Hardwiring Cultural Change Through Nurse-Physician Committees
When neuro-intensivist Kiwon Lee, M.D., FACP, FAHA, FCCM, accepted the position of director of neurocritical care at the Memorial Hermann Mischer Neuroscience Institute at the Texas Medical Center in 2012, he came with a plan – to build strong collegial relationships between physicians and nurses, particularly in the Neuroscience Intensive Care Unit.
“When I started here, doctors were rounding on patients and writing orders for nurses to carry out later. We consider that outdated medicine,” says Dr. Lee, an associate professor in the department of Neurology and the Vivian L. Smith Department of Neurosurgery at UTHealth Medical School. “We want to be proactive in providing care rather than reactive, and quick administration of critical medical treatment can occur only when communication is seamless. Nurses have to be part of the discussion, which is why they round with us. When they give their input and make decisions with us, there’s no lag between the decision-making process and the execution.”
Dr. Lee is also a strong proponent of education. “When nurses and doctors are on the same page, communication is efficient,” he says. “We consider nurses our partners and want them to be as knowledgeable as we are about the patient. This is the only way to provide excellent critical care service and produce better outcomes.”
Cultural change at the Mischer Neuroscience Institute has been formalized through eight committees, each co-chaired by a nurse and a doctor. Tiffany Chang, M.D., co-chairs the Clinical Practice Committee with Colleen
Zuckero, RN, B.S.N., CNRN, clinical education specialist and manager of the Neuroscience ICU.

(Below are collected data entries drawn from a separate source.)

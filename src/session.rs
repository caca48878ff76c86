//! A viewing session over one parsed metadata document.
//!
//! The session owns every piece of mutable UI state and routes input
//! events to the viewer or the markup engine depending on the mode.

use std::path::PathBuf;

use image::RgbaImage;

use crate::comparison::{ComparisonLayer, ComparisonState};
use crate::config::ViewerConfig;
use crate::context::{CurrentContext, current_context};
use crate::error::{Result, ViewerError};
use crate::explorer::{ExplorerState, TreeRow};
use crate::filter::DrawingFilter;
use crate::image_store::ImageStore;
use crate::keybindings::KeyPress;
use crate::markup::{MarkupEngine, MarkupExport, export_png, load_font, save_export};
use crate::model::ParsedDrawingData;
use crate::overlay::{ImageLayers, PolygonOverlay, render_overlays_svg, resolve_image_layers};
use crate::selection::SelectionState;
use crate::viewer::{PointerButton, PointerInput, Size, ViewerState};

/// Load state of the current base image.
#[derive(Debug, Clone, PartialEq)]
pub enum ImageStatus {
    /// Nothing to show
    Empty,
    /// Base image decoded
    Ready {
        /// Image file name
        name: String,
        /// Natural size
        size: Size,
    },
    /// Base image could not be loaded
    Failed {
        /// Image file name
        name: String,
        /// Failure description
        message: String,
    },
}

/// Interactive state for one document.
pub struct ViewerSession {
    config: ViewerConfig,
    data: ParsedDrawingData,
    selection: SelectionState,
    explorer: ExplorerState,
    filter: DrawingFilter,
    viewer: ViewerState,
    markup: MarkupEngine,
    comparison: ComparisonState,
    store: Box<dyn ImageStore>,
    container: Size,
    container_origin: (f32, f32),
    image_status: ImageStatus,
    markup_pointer: Option<i64>,
}

impl std::fmt::Debug for ViewerSession {
    fn fmt(&self, f: &mut std::fmt::Formatter<'_>) -> std::fmt::Result {
        f.debug_struct("ViewerSession")
            .field("selection", &self.selection)
            .field("viewer", &self.viewer)
            .field("markup", &self.markup)
            .field("image_status", &self.image_status)
            .finish_non_exhaustive()
    }
}

impl ViewerSession {
    /// Start a session with the root drawing selected.
    pub fn new(data: ParsedDrawingData, store: Box<dyn ImageStore>, config: ViewerConfig) -> Self {
        let mut markup = MarkupEngine::new(&config.markup);
        if let Some(path) = &config.preferences.font_path {
            match std::fs::read(path)
                .map_err(ViewerError::from)
                .and_then(load_font)
            {
                Ok(font) => markup.set_font(font),
                Err(e) => log::warn!("Text tool font {} unavailable: {}", path.display(), e),
            }
        }

        let selection = if data.tree.root_id().is_empty() {
            SelectionState::new()
        } else {
            SelectionState::with_initial(data.tree.root_id())
        };
        let explorer = ExplorerState::new(&data.tree);
        let container = Size::new(
            config.viewer.default_base_width,
            config.viewer.default_base_height,
        );

        let mut session = Self {
            viewer: ViewerState::new(config.viewer),
            config,
            data,
            selection,
            explorer,
            filter: DrawingFilter::new(),
            markup,
            comparison: ComparisonState::new(),
            store,
            container,
            container_origin: (0.0, 0.0),
            image_status: ImageStatus::Empty,
            markup_pointer: None,
        };
        session.refresh_base_image();
        session
    }

    /// Parsed document.
    pub fn data(&self) -> &ParsedDrawingData {
        &self.data
    }

    /// Active configuration.
    pub fn config(&self) -> &ViewerConfig {
        &self.config
    }

    /// Current selection.
    pub fn selection(&self) -> &SelectionState {
        &self.selection
    }

    /// Tree panel state.
    pub fn explorer(&self) -> &ExplorerState {
        &self.explorer
    }

    /// Search panel state.
    pub fn filter(&self) -> &DrawingFilter {
        &self.filter
    }

    /// Search panel state, for editing.
    pub fn filter_mut(&mut self) -> &mut DrawingFilter {
        &mut self.filter
    }

    /// Pan/zoom state.
    pub fn viewer(&self) -> &ViewerState {
        &self.viewer
    }

    /// Markup engine.
    pub fn markup(&self) -> &MarkupEngine {
        &self.markup
    }

    /// Markup engine, for tool/color/width changes and undo.
    pub fn markup_mut(&mut self) -> &mut MarkupEngine {
        &mut self.markup
    }

    /// Comparison state.
    pub fn comparison(&self) -> &ComparisonState {
        &self.comparison
    }

    /// Comparison state, for opacity and visibility changes.
    pub fn comparison_mut(&mut self) -> &mut ComparisonState {
        &mut self.comparison
    }

    /// Load state of the base image.
    pub fn image_status(&self) -> &ImageStatus {
        &self.image_status
    }

    /// Tree rows to display.
    pub fn tree_rows(&self) -> Vec<TreeRow> {
        self.explorer.visible_rows(&self.data.tree)
    }

    /// Toggle a tree row's expansion.
    pub fn click_tree_row(&mut self, id: &str) {
        self.explorer.click(&self.data.tree, id);
    }

    /// Select a node from the tree or the search results.
    pub fn select(&mut self, id: &str, additive: bool) -> Result<()> {
        if !self.data.tree.contains(id) {
            return Err(ViewerError::unknown_node(id));
        }
        self.selection.select(id, additive);
        self.explorer.reveal(&self.data.tree, id);
        self.comparison.sync_selection(&self.data, &self.selection);
        self.refresh_base_image();
        Ok(())
    }

    /// Show or hide a selected node's overlay.
    pub fn toggle_visibility(&mut self, id: &str) {
        self.selection.toggle_visibility(id);
    }

    /// Context panel summary.
    pub fn context(&self) -> Option<CurrentContext<'_>> {
        current_context(&self.data, &self.selection)
    }

    /// Base image and overlay for the primary selection.
    pub fn image_layers(&self) -> Option<ImageLayers<'_>> {
        resolve_image_layers(&self.data, self.selection.primary()?)
    }

    /// Outline overlays that are currently visible.
    pub fn overlays(&self) -> Vec<PolygonOverlay<'_>> {
        crate::overlay::visible_overlays(&self.data, &self.selection)
    }

    /// Visible outline overlays as SVG over the base image.
    pub fn overlay_svg(&self) -> Result<String> {
        render_overlays_svg(&self.overlays(), self.viewer.base_size())
    }

    /// Comparison layers in stacking order.
    pub fn comparison_layers(&self) -> Vec<ComparisonLayer<'_>> {
        self.comparison.layers(&self.data)
    }

    fn base_image_name(&self) -> Option<String> {
        if self.comparison.is_active() {
            return self
                .comparison
                .layers(&self.data)
                .first()
                .map(|l| l.image.to_string());
        }
        self.image_layers().map(|l| l.base_image.to_string())
    }

    /// Resolve and load the base image, updating the base size.
    ///
    /// A load failure is recorded in [`ViewerSession::image_status`]; the
    /// previous base size is kept.
    pub fn refresh_base_image(&mut self) {
        let Some(name) = self.base_image_name() else {
            self.image_status = ImageStatus::Empty;
            return;
        };
        if matches!(&self.image_status, ImageStatus::Ready { name: current, .. } if *current == name)
        {
            return;
        }
        match self.store.natural_size(&name) {
            Ok(size) => {
                self.viewer.set_base_size(size);
                if let Err(e) = self.sync_markup() {
                    log::warn!("Markup surface not resized: {}", e);
                }
                self.image_status = ImageStatus::Ready { name, size };
            }
            Err(e) => {
                log::warn!("Base image {} failed to load: {}", name, e);
                self.image_status = ImageStatus::Failed {
                    name,
                    message: e.to_string(),
                };
            }
        }
    }

    fn sync_markup(&mut self) -> Result<()> {
        self.markup
            .sync_size(self.viewer.base_size(), self.viewer.zoom())
    }

    /// Record the viewer container's size and screen position.
    pub fn set_container(&mut self, size: Size, origin: (f32, f32)) {
        self.container = size;
        self.container_origin = origin;
    }

    /// Zoom in one step about the container center.
    pub fn zoom_in(&mut self) -> Result<()> {
        self.viewer.zoom_in(self.container);
        self.sync_markup()
    }

    /// Zoom out one step about the container center.
    pub fn zoom_out(&mut self) -> Result<()> {
        self.viewer.zoom_out(self.container);
        self.sync_markup()
    }

    /// Zoom 1, no pan.
    pub fn reset_view(&mut self) -> Result<()> {
        self.viewer.reset();
        self.sync_markup()
    }

    /// Fit the base image into the container.
    pub fn fit_to_screen(&mut self) -> Result<()> {
        self.viewer.fit_to_screen(self.container);
        self.sync_markup()
    }

    /// Wheel zoom. Always consumes the event.
    pub fn wheel(&mut self, delta_y: f32) -> Result<bool> {
        let consumed = self.viewer.wheel(delta_y);
        self.sync_markup()?;
        Ok(consumed)
    }

    fn logical(&self, input: &PointerInput) -> (f32, f32) {
        self.viewer
            .screen_to_image((input.x, input.y), self.container_origin)
    }

    /// Pointer pressed. Returns `true` when the event was handled.
    ///
    /// In markup mode a plain primary press starts a gesture; shift+press
    /// pans like outside markup mode.
    pub fn pointer_down(&mut self, input: &PointerInput) -> Result<bool> {
        if self.markup.is_active() && !input.shift {
            if input.button != PointerButton::Primary || self.markup.is_drawing() {
                return Ok(false);
            }
            let point = self.logical(input);
            self.markup.pointer_down(point)?;
            self.markup_pointer = Some(input.pointer_id);
            return Ok(true);
        }
        Ok(self.viewer.pointer_down(input, self.markup.is_active()))
    }

    /// Whether an event belongs to another pointer than the one drawing.
    fn is_other_pointer(&self, input: &PointerInput) -> bool {
        self.markup_pointer
            .is_some_and(|id| id != input.pointer_id)
    }

    /// Pointer moved. Only the pointer that started a gesture continues it.
    pub fn pointer_move(&mut self, input: &PointerInput) -> bool {
        if self.markup.is_drawing() {
            if self.is_other_pointer(input) {
                return false;
            }
            let point = self.logical(input);
            return self.markup.pointer_move(point);
        }
        self.viewer.pointer_move(input)
    }

    /// Pointer released, cancelled or left the viewer.
    ///
    /// `text` is the string entered for the text tool.
    pub fn pointer_up(&mut self, input: &PointerInput, text: Option<&str>) -> Result<bool> {
        if self.markup.is_drawing() {
            if self.is_other_pointer(input) {
                return Ok(false);
            }
            self.markup_pointer = None;
            let point = self.logical(input);
            return self.markup.pointer_up(point, text);
        }
        Ok(self.viewer.pointer_up(input.pointer_id))
    }

    /// Keyboard shortcut. Returns `true` when it was consumed.
    pub fn key(&mut self, press: &KeyPress) -> bool {
        self.markup.handle_key(press)
    }

    /// Toggle markup mode. Returns the new state.
    pub fn toggle_markup(&mut self) -> Result<bool> {
        self.markup
            .toggle(self.viewer.base_size(), self.viewer.zoom())
    }

    /// Toggle comparison mode over the selected revisions.
    pub fn toggle_comparison(&mut self) -> Result<bool> {
        let active = self.comparison.toggle(&self.data, &self.selection)?;
        self.refresh_base_image();
        Ok(active)
    }

    /// Composite the comparison layers.
    pub fn render_comparison(&mut self) -> Result<RgbaImage> {
        self.comparison.render(&self.data, self.store.as_mut())
    }

    /// Merge the markup with the base image as PNG.
    pub fn export_markup(&mut self) -> Result<MarkupExport> {
        let surface = self.markup.surface().ok_or(ViewerError::MarkupInactive)?;
        let name = self.base_image_name().ok_or(ViewerError::NoBaseImage)?;
        let base = self.store.load(&name)?;
        export_png(&base, surface, self.viewer.base_size(), self.viewer.zoom())
    }

    /// Export the markup into the configured export directory.
    pub fn save_markup(&mut self) -> Result<PathBuf> {
        let export = self.export_markup()?;
        save_export(&self.config.preferences.export_dir, &export)
    }
}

“Collaboration is critical to the care of neuroscience patients. It’s no longer a culture of doctors giving orders and nurses following them,” says Dr. Chang, an assistant professor in the Vivian L. Smith Department of Neurosurgery at UTHealth Medical School. “The nurse is an active member of the treatment team, rounding with us in the morning and advocating for the needs of patients. They know the patient best because they’re at the bedside 24/7. We respect their input as an important member of the team.”
The new committee structure plays a vital role in continuous quality improvement. “For example, data collected by the Quality and Safety Committee provides information that aids the Clinical Practice Committee with process improvement initiatives,” says Nicole Harrison, RN, B.S.N., M.B.A., administrative director of the Institute. “If we discover a need to reeducate nurses based on the data, the Staff/Nursing Education Committee puts together a plan and disseminates the information. The new structure ensures that nurses and doctors alike are aware of everything that goes on in the Neuroscience ICU. It also positions us as equal partners on the patient care team. Nurses can agree or disagree. It’s complete equality.”
H. Alex Choi, M.D., chairs the Critical Care Research and Evidence-based Practice Committee with Christina Luther, RN, and the Cerebrovascular Committee with Christine Glendening, RN. “The challenges nurses face are different than the challenges doctors face,” says Dr. Choi, an assistant professor in the department of Neurology and the Vivian L. Smith Department of Neurosurgery at UTHealth Medical School. “Nurses are on the frontlines around the clock. When we work together cohesively and creatively, our patients benefit. We understand that it’s the nurses who take care of patients. If physicians and nurses are not on the same page and moving in the same direction, treatment becomes fragmented. Families don’t understand what’s happening to their loved one and our patients suffer. With good communication and teamwork, everyone excels in patient care and academic development.”